Il potere reale delle multinazionali

Rocco Artifoni (*) sull’ultimo dossier del Centro Nuovo Modello di Sviluppo

Uno dei cartelloni del dossier (Foto di CNMS)

L’informazione è un bene comune, soprattutto quando è precisa, documentata e comprensibile a tutti. Sono queste le caratteristiche fondamentali dei lavori editoriali del Centro Nuovo Modello di Sviluppo (CNMS). L’ultimo dossier – relativo ai dati del 2017 – riguarda “la crescita del potere delle multinazionali”. Non è una novità assoluta, poiché si tratta dell’ottava edizione. Ma è proprio la costanza del periodico aggiornamento dei dati, che consente un confronto con la situazione di 10 e di 20 anni fa. In questo modo è possibile cogliere i cambiamenti in atto a livello globale e l’evoluzione delle multinazionali nei diversi settori.

Gli autori del dossier (scaricabile con tutti i materiali allegati qui), coordinati da Francesco Gesualdi, utilizzano molti numeri e poche parole: ogni analisi o commento fa sempre riferimento a dati e a percentuali. Le cifre messe in fila e in risalto sono la vera traccia da seguire per il lettore attento, che vuole capire come funziona l’economia mondiale globalizzata.

Il primo elemento che colpisce è l’evoluzione dal 1996 al 2017 del numero di dipendenti, del fatturato e dell’utile delle 200 più rilevanti multinazionali. Gli addetti sono raddoppiati: da 18 milioni nel 1996 sono diventati 41 milioni nel 2017. I ricavi annui sono triplicati: da 6.900 a 19.600 miliardi di dollari. I profitti annui sono quadruplicati: da 254 a 1.189 miliardi di dollari. Prima il guadagno, poi la produzione e infine il lavoro: questo è il risultato effettivo del sistema capitalistico che le multinazionali rappresentano più di ogni altro soggetto economico.

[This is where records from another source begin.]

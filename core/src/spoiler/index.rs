//! Lookup tables built from one spoiler document

use hashbrown::HashMap;
use std::path::{Path, PathBuf};

use crate::catalog::{BossId, Catalog, CollectibleId, FlagId};

/// Returned when a collectible has no known placement
pub const UNKNOWN_LOCATION: &str = "Unknown location";
/// Stands in for a boss slot with no known replacement
pub const UNKNOWN_IDENTITY: &str = "Unknown";

/// Where a collectible was placed
#[derive(Debug, Clone, Default, PartialEq, Eq)]
pub struct Placement {
    pub area: String,
    /// Classified label from a detailed placement line, empty for hints
    pub detail: String,
    /// Came from a detailed line; later lines for the collectible are ignored
    pub detailed: bool,
}

/// Immutable once built; a reload builds a new index.
#[derive(Debug, Clone, Default)]
pub struct SpoilerIndex {
    pub(super) locations: HashMap<CollectibleId, Placement>,
    pub(super) replacements: HashMap<FlagId, String>,
    pub(super) seed: Option<String>,
    pub(super) source: Option<PathBuf>,
}

impl SpoilerIndex {
    /// Index with nothing in it, used before any document is loaded
    pub fn empty() -> Self {
        Self::default()
    }

    pub fn placement(&self, id: CollectibleId) -> Option<&Placement> {
        self.locations.get(&id)
    }

    /// Detail if known, else area, else [`UNKNOWN_LOCATION`]
    pub fn get_location(&self, id: CollectibleId) -> &str {
        match self.locations.get(&id) {
            Some(p) if !p.detail.is_empty() => &p.detail,
            Some(p) if !p.area.is_empty() => &p.area,
            _ => UNKNOWN_LOCATION,
        }
    }

    /// Identity now occupying the boss slot behind `flag`
    pub fn replacement(&self, flag: FlagId) -> Option<&str> {
        self.replacements.get(&flag).map(String::as_str)
    }

    /// Display label for a defeated boss. Multi-phase bosses list every
    /// phase's replacement, e.g. `A (Phase 1) B (Phase 2)`.
    pub fn boss_label(&self, catalog: &Catalog, id: BossId) -> String {
        let boss = catalog.boss(id);
        if !boss.is_multi_phase() {
            return self
                .replacement(boss.flag)
                .unwrap_or(UNKNOWN_IDENTITY)
                .to_string();
        }

        boss.phases()
            .enumerate()
            .map(|(idx, flag)| {
                format!(
                    "{} (Phase {})",
                    self.replacement(flag).unwrap_or(UNKNOWN_IDENTITY),
                    idx + 1
                )
            })
            .collect::<Vec<_>>()
            .join(" ")
    }

    pub fn seed(&self) -> Option<&str> {
        self.seed.as_deref()
    }

    /// Document this index was built from
    pub fn source(&self) -> Option<&Path> {
        self.source.as_deref()
    }

    pub fn location_count(&self) -> usize {
        self.locations.len()
    }

    pub fn replacement_count(&self) -> usize {
        self.replacements.len()
    }
}

#[cfg(test)]
mod tests {
    use super::*;

    fn rennala(catalog: &Catalog) -> BossId {
        catalog
            .boss_ids()
            .find(|id| catalog.boss(*id).name.starts_with("Rennala"))
            .unwrap()
    }

    #[test]
    fn test_location_falls_back_to_area_then_sentinel() {
        let mut index = SpoilerIndex::empty();
        index.locations.insert(
            CollectibleId(0),
            Placement {
                area: "Liurnia".to_string(),
                detail: String::new(),
                detailed: false,
            },
        );
        assert_eq!(index.get_location(CollectibleId(0)), "Liurnia");
        assert_eq!(index.get_location(CollectibleId(1)), UNKNOWN_LOCATION);
    }

    #[test]
    fn test_multi_phase_label_substitutes_unknown() {
        let catalog = Catalog::bundled().unwrap();
        let id = rennala(&catalog);
        let mut index = SpoilerIndex::empty();
        index.replacements.insert(14000800, "Mohg, Lord of Blood".to_string());

        assert_eq!(
            index.boss_label(&catalog, id),
            "Unknown (Phase 1) Mohg, Lord of Blood (Phase 2)"
        );
    }

    #[test]
    fn test_single_phase_label() {
        let catalog = Catalog::bundled().unwrap();
        let mut index = SpoilerIndex::empty();
        assert_eq!(index.boss_label(&catalog, BossId(0)), UNKNOWN_IDENTITY);

        index.replacements.insert(catalog.boss(BossId(0)).flag, "Fire Giant".to_string());
        assert_eq!(index.boss_label(&catalog, BossId(0)), "Fire Giant");
    }
}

La società con il profitto più consistente è Apple (11° posto in classifica assoluta), che ha prodotto un utile di oltre 48 miliardi di dollari con un fatturato di 229 miliardi. Ma tra le prime 50 multinazionali è Industrial & Commercial Bank of China ad ottenere la miglior percentuale (28%) nel rapporto tra profitti (42 miliardi) e ricavi (153 miliardi).
Ogni multinazionale ha una sede capofila, un perno centrale da cui dipendono le filiali sparse per il mondo. Tra le prime 200 ne possiamo trovare 60 negli USA, 42 in Cina e 21 in Giappone. In Europa: 13 in Francia, 12 in Germania e 8 nel Regno Unito. L’Italia è al 12 posto della classifica con 3 multinazionali: Assicurazioni Generali, Enel e Eni (rispettivamente al 59°, 83° e 89° posto). Questi tre colossi italiani dell’economia complessivamente danno occupazione a 167mila persone, fatturano 265 miliardi all’anno con un utile di oltre 10 miliardi di dollari.

Suddividendo le multinazionali per categorie di attività, si scopre che nel settore delle costruzioni ci sono 6 società nelle prime 200: tutte con sede in Cina. Nel commercio e nei trasporti 11 tra le prime 12 sono negli USA. Il settore in cui le multinazionali producono maggiori ricavi è quello finanziario: 4.129 miliardi, circa un quarto del totale. A seguire il commercio e trasporti (3.648 miliardi) e al terzo posto le società del petrolio e gas (3.036 miliardi). Pertanto oltre la metà del fatturato delle multinazionali è in questi tre ambiti.

Al primo posto assoluto troviamo la Wal-Mart Stores, che da sola incassa oltre 500 miliardi di dollari, che corrispondono agli introiti pubblici dell’intera Spagna. È impressionante constatare che la Toyota Motor incassa di più dello stato della Turchia e la Volkswagen più del Belgio. La tabella che mette a confronto le entrate pubbliche degli stati con i ricavi privati delle multinazionali mostra con evidenza di quanto potere dispongano oggi queste ultime.

Il dossier presenta anche due importanti approfondimenti: sulla Cina e sulle multinazionali che vendono armamenti. Se prendiamo le prime 10 imprese coinvolte nell’industria bellica, possiamo rilevare che 6 sono cinesi e 3 americane. E per concludere c’è un focus sulle multinazionali dell’economia digitale. Tra le prime 20, ben 17 hanno la sede legale in un paradiso fiscale (Delaware o Isole Cayman). La globalizzazione va bene per le vendite, mentre per i pagamenti è utile rifugiarsi in qualche angolo del mondo: contraddizioni di un capitalismo ipocrita, che i dossier del Centro Nuovo Modello di Sviluppo mettono a nudo.